Orcs, the fictional species depicted in the prolific Lord of the Rings trilogy by J.R.R. Tolkien, are the victims of unseemly living conditions, human rights violations, and a shameful smear campaign that paints them as the oppressor, not the oppressed. They are practically bae if you like that victim of eugenics, foot soldier in a series of wars they don’t belong in, life expectancy akin to a fruit fly-type vibe. Incidentally, that is my type.

Orcs are born prisoners of war, by virtue of their existence alone. They emerge from this sickly, poorly ventilated stew of a lab-womb as fully developed adults for one purpose, and spoiler: it’s not to discover their love of arithmetic or sailing.

The sole purpose of Orcs is to serve soldiers in their master’s war. To this end, they’re born adults and male. No, their first word isn’t “Mama;” it’s “master.”

Orcs had their childhood bred out of existence like it was a coiled tail or floppy ears on a dog. Childhood doesn’t serve the war effort, so why bother? We have child labour laws, but somehow, Orcs don’t qualify for these standards. Is it because they’re born with all their adult teeth?

Everything about Orcs orient them to war. When you’re born in a dungeon-cave-laboratory, you don’t really want to call the Orc stirring your placenta-mud soup “Mama” or “Papa,” not even “comrade.” It just doesn’t feel right. They don’t have family, and that’s intentional. It’s so that they won’t have something personal to live for.

Female Orcs were also bred out of existence by eugenic practices because they did not serve their master’s war effort. When there is no love in your life, you’re more likely to march to your death in a war you only heard about around lunchtime.

Forced sterilization is such a horrible form of evil imposed on Orcs, as it impacts every corner of their existence. It’s also a human rights violation, according to the Geneva Convention. Canada, did you catch that? Ideally Canada would not do that, but you know how the saying goes — countries will be countries.

The Stanford Prison experiment studied the phenomenon of abuse in instances of unchecked power. We learned from this study that wrong actions don’t define Orcs’ personhood, violent circumstances do.

Take the shocking incidences of crimes against humanity inflicted on the prisoners held by American soldiers in Abu Ghraib during the polarizing Iraq war. American soldiers inflicted unbelievable mental and physical abuse on prisoners, from humiliation to blatant torture. These soldiers are labeled “a few bad apples,” and we carry on without criticism of the harmful structure that elicits these behaviours. When Orcs carry out similar atrocities, apples are just “bad” and structural context, again, gets lost in the shuffle of who to blame.

Orcs don’t have a cultural identity outside of war. All Orc names are about being good at war. One Orc leader is literally named Azgog the Defiler.

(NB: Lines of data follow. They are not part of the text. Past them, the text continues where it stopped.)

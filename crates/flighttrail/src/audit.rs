//! Core audit log types for flighttrail.
//!
//! This module defines the recorded write events that change histories are
//! rebuilt from, and the trait through which they are fetched.

use std::str::FromStr;

use chrono::{DateTime, SecondsFormat, SubsecRound, Utc};
use serde::{Deserialize, Serialize};

use crate::error::{Error, Result};
use crate::value::Value;

/// Fractional-second digits kept in stored timestamps.
const STORED_SUBSEC_DIGITS: u16 = 6;

/// The write operation an audit entry records.
#[derive(Debug, Clone, Copy, PartialEq, Eq, Hash, Serialize, Deserialize)]
#[serde(rename_all = "snake_case")]
pub enum Action {
    /// The document was created.
    Insert,
    /// The document was modified.
    Update,
    /// The document was deleted.
    Remove,
}

impl std::fmt::Display for Action {
    fn fmt(&self, f: &mut std::fmt::Formatter<'_>) -> std::fmt::Result {
        match self {
            Self::Insert => write!(f, "insert"),
            Self::Update => write!(f, "update"),
            Self::Remove => write!(f, "remove"),
        }
    }
}

impl FromStr for Action {
    type Err = Error;

    fn from_str(s: &str) -> Result<Self> {
        match s {
            "insert" => Ok(Self::Insert),
            "update" => Ok(Self::Update),
            "remove" => Ok(Self::Remove),
            other => Err(Error::UnknownAction(other.to_string())),
        }
    }
}

/// One recorded insert, update or remove on a watched collection.
///
/// Entries are appended once and never modified. For a given
/// `(collection, document_id)` they are totally ordered by `created_at`.
#[derive(Debug, Clone, PartialEq, Serialize, Deserialize)]
pub struct AuditEntry {
    /// Identifier assigned by the audit log store.
    #[serde(skip_serializing_if = "Option::is_none")]
    pub id: Option<i64>,

    /// Name of the collection the document lives in.
    pub collection: String,

    /// Identifier of the document within its collection.
    pub document_id: String,

    /// The write operation.
    pub action: Action,

    /// Full state of the document after the write; `None` for removals.
    pub snapshot: Option<Value>,

    /// When the write happened, to the microsecond the store keeps.
    pub created_at: DateTime<Utc>,

    /// Who performed the write, if known.
    #[serde(skip_serializing_if = "Option::is_none")]
    pub actor_id: Option<String>,
}

impl AuditEntry {
    /// Create a new entry stamped with the current time.
    #[must_use]
    pub fn new(
        collection: impl Into<String>,
        document_id: impl Into<String>,
        action: Action,
        snapshot: Option<Value>,
    ) -> Self {
        Self {
            id: None,
            collection: collection.into(),
            document_id: document_id.into(),
            action,
            snapshot,
            created_at: Utc::now().trunc_subsecs(STORED_SUBSEC_DIGITS),
            actor_id: None,
        }
    }

    /// Set who performed the write.
    #[must_use]
    pub fn with_actor(mut self, actor_id: impl Into<String>) -> Self {
        self.actor_id = Some(actor_id.into());
        self
    }

    /// Set when the write happened. Sub-microsecond digits are dropped.
    #[must_use]
    pub fn at(mut self, created_at: DateTime<Utc>) -> Self {
        self.created_at = created_at.trunc_subsecs(STORED_SUBSEC_DIGITS);
        self
    }

    /// Check that the entry is well formed.
    ///
    /// Inserts and updates carry a snapshot, removals do not, and both
    /// identifying names are non-empty.
    ///
    /// # Errors
    ///
    /// Returns [`Error::InvalidEntry`] describing the first problem found.
    pub fn validate(&self) -> Result<()> {
        if self.collection.is_empty() {
            return Err(Error::invalid_entry("collection must not be empty"));
        }
        if self.document_id.is_empty() {
            return Err(Error::invalid_entry("document id must not be empty"));
        }
        match (self.action, &self.snapshot) {
            (Action::Remove, Some(_)) => Err(Error::invalid_entry(
                "remove entries must not carry a snapshot",
            )),
            (Action::Insert | Action::Update, None) => Err(Error::invalid_entry(format!(
                "{} entries must carry a snapshot",
                self.action
            ))),
            _ => Ok(()),
        }
    }

    /// Canonical text form of the timestamp, sortable as a string.
    #[must_use]
    pub fn created_at_key(&self) -> String {
        timestamp_key(self.created_at)
    }

    /// Compute the BLAKE3 hash identifying this entry's content.
    ///
    /// The store id is not part of the hash, so the same event imported twice
    /// hashes the same.
    #[must_use]
    pub fn compute_hash(&self) -> String {
        let snapshot = self
            .snapshot
            .as_ref()
            .map(|s| s.to_json().to_string())
            .unwrap_or_default();

        let action = self.action.to_string();
        let created_at = self.created_at_key();

        let mut hasher = blake3::Hasher::new();
        for part in [
            self.collection.as_str(),
            self.document_id.as_str(),
            action.as_str(),
            created_at.as_str(),
            self.actor_id.as_deref().unwrap_or(""),
            snapshot.as_str(),
        ] {
            hasher.update(part.as_bytes());
            hasher.update(&[0]);
        }
        hasher.finalize().to_hex().to_string()
    }
}

/// Format a timestamp the way the audit log stores and sorts it.
#[must_use]
pub fn timestamp_key(at: DateTime<Utc>) -> String {
    at.to_rfc3339_opts(SecondsFormat::Micros, true)
}

/// A source of audit entries, such as the SQLite store.
pub trait AuditSource {
    /// Fetch every entry for one document, newest first.
    ///
    /// # Errors
    ///
    /// Returns an error if the underlying store cannot be read.
    fn entries_for(&self, collection: &str, document_id: &str) -> Result<Vec<AuditEntry>>;
}

#[cfg(test)]
mod tests {
    use super::*;
    use chrono::TimeZone;
    use serde_json::json;

    fn flight(name: &str) -> Value {
        Value::from(json!({"name": name}))
    }

    #[test]
    fn test_action_display_and_parse() {
        for action in [Action::Insert, Action::Update, Action::Remove] {
            assert_eq!(action.to_string().parse::<Action>().unwrap(), action);
        }
        assert!(matches!(
            "upsert".parse::<Action>(),
            Err(Error::UnknownAction(_))
        ));
    }

    #[test]
    fn test_entry_new() {
        let entry = AuditEntry::new("flights", "f1", Action::Insert, Some(flight("N1")))
            .with_actor("u1");
        assert!(entry.id.is_none());
        assert_eq!(entry.collection, "flights");
        assert_eq!(entry.document_id, "f1");
        assert_eq!(entry.actor_id.as_deref(), Some("u1"));
        assert!(entry.validate().is_ok());
    }

    #[test]
    fn test_timestamps_keep_microseconds() {
        let precise = Utc.with_ymd_and_hms(2024, 3, 12, 10, 0, 0).unwrap()
            + chrono::Duration::nanoseconds(123_456_789);
        let entry = AuditEntry::new("flights", "f1", Action::Remove, None).at(precise);
        assert_eq!(entry.created_at.timestamp_subsec_nanos(), 123_456_000);

        let now = AuditEntry::new("flights", "f1", Action::Remove, None);
        assert_eq!(now.created_at.timestamp_subsec_nanos() % 1_000, 0);
    }

    #[test]
    fn test_validate_rejects_snapshotless_update() {
        let entry = AuditEntry::new("flights", "f1", Action::Update, None);
        let err = entry.validate().unwrap_err();
        assert!(err.to_string().contains("update entries must carry a snapshot"));
    }

    #[test]
    fn test_validate_rejects_remove_with_snapshot() {
        let entry = AuditEntry::new("flights", "f1", Action::Remove, Some(flight("N1")));
        assert!(entry.validate().is_err());
        let entry = AuditEntry::new("flights", "f1", Action::Remove, None);
        assert!(entry.validate().is_ok());
    }

    #[test]
    fn test_validate_rejects_empty_names() {
        assert!(AuditEntry::new("", "f1", Action::Remove, None)
            .validate()
            .is_err());
        assert!(AuditEntry::new("flights", "", Action::Remove, None)
            .validate()
            .is_err());
    }

    #[test]
    fn test_hash_consistency() {
        let at = Utc.with_ymd_and_hms(2024, 3, 12, 10, 0, 0).unwrap();
        let a = AuditEntry::new("flights", "f1", Action::Insert, Some(flight("N1"))).at(at);
        let mut b = a.clone();
        b.id = Some(99);
        assert_eq!(a.compute_hash(), b.compute_hash());

        let c = a.clone().with_actor("u2");
        assert_ne!(a.compute_hash(), c.compute_hash());

        let d = AuditEntry::new("flights", "f1", Action::Insert, Some(flight("N2"))).at(at);
        assert_ne!(a.compute_hash(), d.compute_hash());
    }

    #[test]
    fn test_timestamp_key_sorts_lexically() {
        let early = Utc.with_ymd_and_hms(2024, 3, 12, 9, 59, 59).unwrap();
        let late = Utc.with_ymd_and_hms(2024, 3, 12, 10, 0, 0).unwrap();
        assert!(timestamp_key(early) < timestamp_key(late));
        assert_eq!(timestamp_key(late), "2024-03-12T10:00:00.000000Z");
    }

    #[test]
    fn test_entry_serialization() {
        let entry = AuditEntry::new("flights", "f1", Action::Remove, None);
        let json = serde_json::to_string(&entry).unwrap();
        assert!(json.contains(r#""action":"remove""#));
        assert!(!json.contains("actor_id"));

        let back: AuditEntry = serde_json::from_str(&json).unwrap();
        assert_eq!(back, entry);
    }
}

The languages Orcs speak are not their own, but are designed to facilitate war. Their system of governance is solely fear-based, with threat of punishment around every corner — all stick, no carrot, and the language they use, also created by their master, functions to organize war efforts, and nothing more. Orcs aren’t given an alternative, let alone a pension for their long career in defiling.

Orcs are a clog in the machine, and we are trying to pour Clorox down the drain. Considering all the fighting Orcs do, they weren’t given a fighting chance. They’re barely given a bathroom break. What are they, Amazon warehouse workers?